Wolf Linder zeigte anhand internationaler Beispiele und UNO-Daten die realen Folgen nicht-militärischer Zwangsmassnahmen auf. Sanktionen erreichten ihre politischen Ziele selten, träfen jedoch häufig die Zivilbevölkerung, verlängerten Konflikte und stärkten autoritäre Regime.
Er verwies auf die jahrzehntelange Kuba-Blockade, auf EU-Sanktionen ohne rechtsstaatliche Verfahren sowie auf wissenschaftliche Schätzungen, wonach Sanktionen jährlich Hunderttausende indirekte Todesopfer verursachen können.
Sein Fazit: Sanktionen seien kein Mittel der Friedensförderung und mit der Schweizer Neutralität schwer vereinbar.
Zeitmarken
1. Das Wesen und die Einseitigkeit von Sanktionen
Linder unterscheidet zwischen Sanktionen der UNO, der EU und von Einzelstaaten (insbesondere den USA). Er kritisiert, dass Sanktionen oft nicht dem Völkerrecht, sondern dem „Recht des Stärkeren“ folgen [08:59].
- Selektive Anwendung: Während Länder wie Russland, der Iran oder Syrien sanktioniert werden, bleiben Völkerrechtsverletzungen anderer Staaten (er nennt hier die USA, Israel und die Ukraine) oft ungeahndet [07:23].
- Beispiel Kuba: Die seit 1962 bestehende US-Blockade gegen Kuba bezeichnet er als völkerrechtswidrig. Sie habe das Ziel eines Regimewechsels nach über 60 Jahren verfehlt und stattdessen zur Verarmung der Bevölkerung geführt [11:02].
2. Die verheerenden Nebenwirkungen („Die stillen Toten“)
Der zentrale Punkt des Vortrags ist die menschliche Bilanz von Sanktionen:
- Hohe Opferzahlen: Linder zitiert Schätzungen, wonach jährlich rund 500.000 Menschen an den Folgen von Sanktionen sterben – meist Kinder und Alte durch Hunger oder Krankheiten [15:06]. Er nennt sie die „stillen Toten“, über die in den Medien kaum berichtet wird [02:17].
- Geringe Erfolgsquote: Laut einem UN-Bericht führen Sanktionen nur in sehr seltenen Fällen zu einer tatsächlichen Verhaltensänderung einer Regierung.
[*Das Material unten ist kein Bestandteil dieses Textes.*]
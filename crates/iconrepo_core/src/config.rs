//! Startup configuration.
//!
//! # Responsibility
//! - Load store locations and logging settings from TOML.
//! - Apply environment overrides on top of the file values.
//! - Reject missing required values before any store is touched.

use crate::logging::default_log_level;
use log::debug;
use serde::{Deserialize, Serialize};
use std::path::{Path, PathBuf};
use std::time::Duration;
use thiserror::Error;

pub const CONTENT_STORE_ENV: &str = "ICONREPO_CONTENT_STORE";
pub const DATABASE_ENV: &str = "ICONREPO_DATABASE";
pub const LOG_LEVEL_ENV: &str = "ICONREPO_LOG_LEVEL";
pub const LOG_DIR_ENV: &str = "ICONREPO_LOG_DIR";

const DEFAULT_BUSY_TIMEOUT_MS: u64 = 5_000;

#[derive(Debug, Error)]
pub enum ConfigError {
    #[error("failed to read config file `{}`: {source}", .path.display())]
    Io {
        path: PathBuf,
        #[source]
        source: std::io::Error,
    },
    #[error("TOML parse error: {0}")]
    Toml(#[from] toml::de::Error),
    #[error("missing required configuration value: {0}")]
    Missing(&'static str),
}

/// Store locations plus logging settings.
#[derive(Debug, Clone, PartialEq, Eq, Serialize, Deserialize)]
#[serde(default)]
pub struct RepoConfig {
    /// Root of the git working tree holding iconfiles.
    pub content_store_location: PathBuf,
    /// SQLite database file holding icon metadata.
    pub database_path: PathBuf,
    pub busy_timeout_ms: u64,
    pub log_level: String,
    /// Absolute directory for rolling log files; logging stays off when unset.
    pub log_dir: Option<PathBuf>,
}

impl Default for RepoConfig {
    fn default() -> Self {
        Self {
            content_store_location: PathBuf::new(),
            database_path: PathBuf::new(),
            busy_timeout_ms: DEFAULT_BUSY_TIMEOUT_MS,
            log_level: default_log_level().to_string(),
            log_dir: None,
        }
    }
}

impl RepoConfig {
    /// Config pointing both stores below `root`; used by tools and tests.
    pub fn under(root: &Path) -> Self {
        Self {
            content_store_location: root.join("content"),
            database_path: root.join("metadata.sqlite3"),
            ..Self::default()
        }
    }

    /// Reads `path` (when given), then applies process environment overrides.
    pub fn load(path: Option<&Path>) -> Result<Self, ConfigError> {
        let mut config = match path {
            Some(path) => {
                debug!("event=config_load module=config path={}", path.display());
                let contents = std::fs::read_to_string(path).map_err(|source| ConfigError::Io {
                    path: path.to_path_buf(),
                    source,
                })?;
                Self::from_toml_str(&contents)?
            }
            None => Self::default(),
        };
        config.apply_env_overrides(|key| std::env::var(key).ok());
        Ok(config)
    }

    pub fn from_toml_str(contents: &str) -> Result<Self, ConfigError> {
        Ok(toml::from_str(contents)?)
    }

    /// Overrides fields from `lookup`; empty values are ignored.
    pub fn apply_env_overrides<F>(&mut self, lookup: F)
    where
        F: Fn(&str) -> Option<String>,
    {
        let lookup = |key: &str| lookup(key).filter(|value| !value.trim().is_empty());

        if let Some(location) = lookup(CONTENT_STORE_ENV) {
            self.content_store_location = PathBuf::from(location);
        }
        if let Some(database) = lookup(DATABASE_ENV) {
            self.database_path = PathBuf::from(database);
        }
        if let Some(level) = lookup(LOG_LEVEL_ENV) {
            self.log_level = level;
        }
        if let Some(dir) = lookup(LOG_DIR_ENV) {
            self.log_dir = Some(PathBuf::from(dir));
        }
    }

    /// Checks that every required value is present.
    pub fn validate(&self) -> Result<(), ConfigError> {
        if self.content_store_location.as_os_str().is_empty() {
            return Err(ConfigError::Missing("content_store_location"));
        }
        if self.database_path.as_os_str().is_empty() {
            return Err(ConfigError::Missing("database_path"));
        }
        if self.log_level.trim().is_empty() {
            return Err(ConfigError::Missing("log_level"));
        }
        Ok(())
    }

    pub fn busy_timeout(&self) -> Duration {
        Duration::from_millis(self.busy_timeout_ms)
    }
}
Stattdessen fördern sie Korruption, Kriminalität und stärken oft sogar autoritäre Regime durch Solidarisierungseffekte in der Bevölkerung [13:05].
3. Kritik an EU-Sanktionen gegen Einzelpersonen
Linder kritisiert die sogenannten „Smart Sanctions“ der EU als rechtsstaatlich höchst bedenklich [19:05].
- Fall Jacques Baud: Er führt das Beispiel des Schweizer Ex-Diplomaten Jacques Baud an, der ohne ordentliches Gerichtsverfahren sanktioniert wurde, weil er der offiziellen EU-Darstellung zum Ukraine-Krieg widersprach. Linder sieht darin ein Instrument der Zensur und eine Bedrohung der Demokratie [17:49].
4. Folgerungen für die Schweiz und die Neutralität
Linder zieht klare Schlüsse für die Schweizer Politik [20:03]:
- Neutralitätsinitiative: Er unterstützt die Initiative, die der Schweiz verbieten will, sich an wirtschaftlichen Sanktionen (außer jenen der UNO) zu beteiligen. Sanktionen seien ein Instrument der Feindseligkeit und mit der Friedensidee der Neutralität unvereinbar [21:05].
- Glaubwürdigkeit: Durch die Übernahme von Sanktionen mache sich die Schweiz zur Komplizin einer Konfliktpartei und verliere ihre Rolle als glaubwürdige Vermittlerin [20:41].
- Vermittlung statt Zwang: Er erinnert an historische Erfolge der Schweizer Diplomatie (z. B. Konferenz von Evian, Vermittlung zwischen USA und Iran) und betont, dass „Gute Dienste“ wichtiger seien als wirtschaftliche Bestrafung [22:13].
Fazit: Professor Linder betrachtet Sanktionen als eine Form der Kriegsführung mit anderen Mitteln, die primär die Zivilbevölkerung trifft, völkerrechtlich oft zweifelhaft ist und den Weltfrieden eher gefährdet als fördert. Er fordert die Schweiz auf, sich konsequent auf ihre vermittelnde, neutrale Rolle zu besinnen [26:18].